# Idee für ITX Kühler



## The_Schroeder (11. Juni 2014)

*Idee für ITX Kühler*

Hallo lieber BQ-Team,

Ich hab ein paar Ideen zu einem ITX Kühler mit 3,6cm Höhe.
Gedanken gemacht habe ich mir durch mein Projekt (siehe Signatur) erst so richtig, da es in der Größe kaum was gibt was bis zu 95W TDP stämmen kann.
Ich würde mich tierisch freuen wenn Ihr euch auf den Letzten Seiten den Kühler ansehen könntet und mir etwas Feedback geben könnet, was Ihr davon haltet. 
Ist aber noch nicht fertig, würde aber meine Version überarbeiten falls Ihr da Lust habt 

Mega freundlichen Grüße
Schröder

http://extreme.pcgameshardware.de/c...-schroeder-s-kleines-beast-8.html#post6513278


----------



## _chiller_ (11. Juni 2014)

*AW: Idee für ITX Kühler*

Sowas in der Richtung gibts doch schon von Scythe:
Scythe Kozuti (SCKZT-1000) Preisvergleich | Geizhals Deutschland
Nur ist der eben 5mm zu hoch


----------



## The_Schroeder (11. Juni 2014)

*AW: Idee für ITX Kühler*

Ich weiß, hab mich da von mehreren Kühlern bedient 
Es gibt aber einfach wenig Auswahl, vor allem weil die meisten reine Top Down Kühler sind und somit die Abwärme in das Gehäuse blasen.
Außerdem schafft keiner 95W auch nur halbwegs zu kühlen, bzw leise.
Denke man kann da einfach noch mehr rausholen ^^


----------



## Apfelkuchen (12. Juni 2014)

*AW: Idee für ITX Kühler*

Naja mit der Lamellendichte schon mal nicht.

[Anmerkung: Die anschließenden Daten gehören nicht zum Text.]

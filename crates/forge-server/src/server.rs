use std::sync::Arc;
use std::time::Duration;

use axum::extract::ws::{WebSocket, WebSocketUpgrade};
use axum::extract::{Path, Query, State};
use axum::response::IntoResponse;
use axum::routing::get;
use axum::Router;
use serde::Deserialize;
use tokio::sync::mpsc;
use tower_http::cors::CorsLayer;

use forge_engine::GenerationEngine;
use forge_store::Database;

use crate::auth::{self, StoreTokenVerifier, TokenVerifier};
use crate::client::{self, ClientId, ClientRegistry};
use crate::gateway;
use crate::orchestrator::Orchestrator;
use crate::questions::PendingQuestions;

/// Server configuration.
pub struct ServerConfig {
    pub port: u16,
    pub max_send_queue: usize,
    pub question_timeout_secs: u64,
}

impl Default for ServerConfig {
    fn default() -> Self {
        Self {
            port: 8000,
            max_send_queue: 256,
            question_timeout_secs: 300,
        }
    }
}

/// Shared application state passed to Axum handlers.
#[derive(Clone)]
pub struct AppState {
    pub db: Database,
    pub registry: Arc<ClientRegistry>,
    pub verifier: Arc<dyn TokenVerifier>,
    pub message_tx: mpsc::Sender<(ClientId, String)>,
}

/// Build the Axum router with all routes.
pub fn build_router(state: AppState) -> Router {
    Router::new()
        .route("/ws/chat/{client_id}", get(ws_handler))
        .route("/health", get(health_handler))
        .with_state(state)
        .layer(CorsLayer::permissive())
}

/// Create and start the server. Returns a handle that keeps the
/// background tasks alive.
pub async fn start(
    config: ServerConfig,
    db: Database,
    engine: Arc<dyn GenerationEngine>,
) -> Result<ServerHandle, std::io::Error> {
    let registry = Arc::new(ClientRegistry::new(config.max_send_queue));
    let questions = Arc::new(PendingQuestions::new());
    let verifier: Arc<dyn TokenVerifier> = Arc::new(StoreTokenVerifier::new(db.clone()));

    let orchestrator = Arc::new(
        Orchestrator::new(db.clone(), Arc::clone(&registry), questions, engine)
            .with_question_timeout(Duration::from_secs(config.question_timeout_secs)),
    );

    // Start dead-client cleanup task (every 60s)
    let _cleanup = client::start_cleanup_task(Arc::clone(&registry), Duration::from_secs(60));

    // Inbound message channel feeding the gateway
    let (msg_tx, msg_rx) = mpsc::channel::<(ClientId, String)>(1024);
    let gateway_handle = tokio::spawn(gateway::process_messages(
        msg_rx,
        Arc::clone(&orchestrator),
        Arc::clone(&registry),
    ));

    let app_state = AppState {
        db,
        registry: Arc::clone(&registry),
        verifier,
        message_tx: msg_tx,
    };

    let router = build_router(app_state);
    let addr = format!("0.0.0.0:{}", config.port);
    let listener = tokio::net::TcpListener::bind(&addr).await?;
    let local_addr = listener.local_addr()?;

    tracing::info!(port = local_addr.port(), "Forge server started");

    let server_handle = tokio::spawn(async move {
        axum::serve(listener, router).await.ok();
    });

    Ok(ServerHandle {
        port: local_addr.port(),
        _server: server_handle,
        _gateway: gateway_handle,
        _cleanup,
    })
}

/// Handle returned by `start()` — keeps background tasks alive.
pub struct ServerHandle {
    pub port: u16,
    _server: tokio::task::JoinHandle<()>,
    _gateway: tokio::task::JoinHandle<()>,
    _cleanup: tokio::task::JoinHandle<()>,
}

#[derive(Deserialize)]
struct WsQuery {
    token: Option<String>,
}

/// WebSocket upgrade handler. The optional token query parameter binds
/// the connection to a user; a bad token degrades to anonymous.
async fn ws_handler(
    ws: WebSocketUpgrade,
    Path(client_id): Path<String>,
    Query(query): Query<WsQuery>,
    State(state): State<AppState>,
) -> impl IntoResponse {
    let user_id = auth::verify_optional(state.verifier.as_ref(), query.token.as_deref()).await;
    ws.on_upgrade(move |socket| handle_socket(socket, ClientId::from(client_id), user_id, state))
}

async fn handle_socket(
    socket: WebSocket,
    client_id: ClientId,
    user_id: Option<forge_core::UserId>,
    state: AppState,
) {
    let authenticated = user_id.is_some();
    let rx = state.registry.register(client_id.clone(), user_id);
    tracing::info!(client_id = %client_id, authenticated, "WebSocket client connected");

    client::handle_ws_connection(socket, client_id, rx, state.registry, state.message_tx).await;
}

/// Health check HTTP endpoint. Degrades to 503 when the database is
/// unreachable.
async fn health_handler(State(state): State<AppState>) -> impl IntoResponse {
    let db_ok = state
        .db
        .with_conn(|conn| {
            conn.query_row("SELECT 1", [], |_| Ok(()))
                .map_err(|e| forge_store::StoreError::Database(e.to_string()))
        })
        .is_ok();

    let status = if db_ok { "healthy" } else { "degraded" };
    let http_status = if db_ok {
        axum::http::StatusCode::OK
    } else {
        axum::http::StatusCode::SERVICE_UNAVAILABLE
    };

    (
        http_status,
        axum::Json(serde_json::json!({
            "status": status,
            "connected_clients": state.registry.count(),
        })),
    )
}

Du hast damit ja kaum Kühlfläche, glaube nicht, dass du damit auch nur 65W gekühlt kriegst, und dabei gehe ich von tadelloser Fertigung aus.


----------



## The_Schroeder (12. Juni 2014)

*AW: Idee für ITX Kühler*

War das erste Modell ^^
Aber ansonsten gib ich dir da recht, der Abstand ist noch zu groß.
Da werkel ich noch dran


----------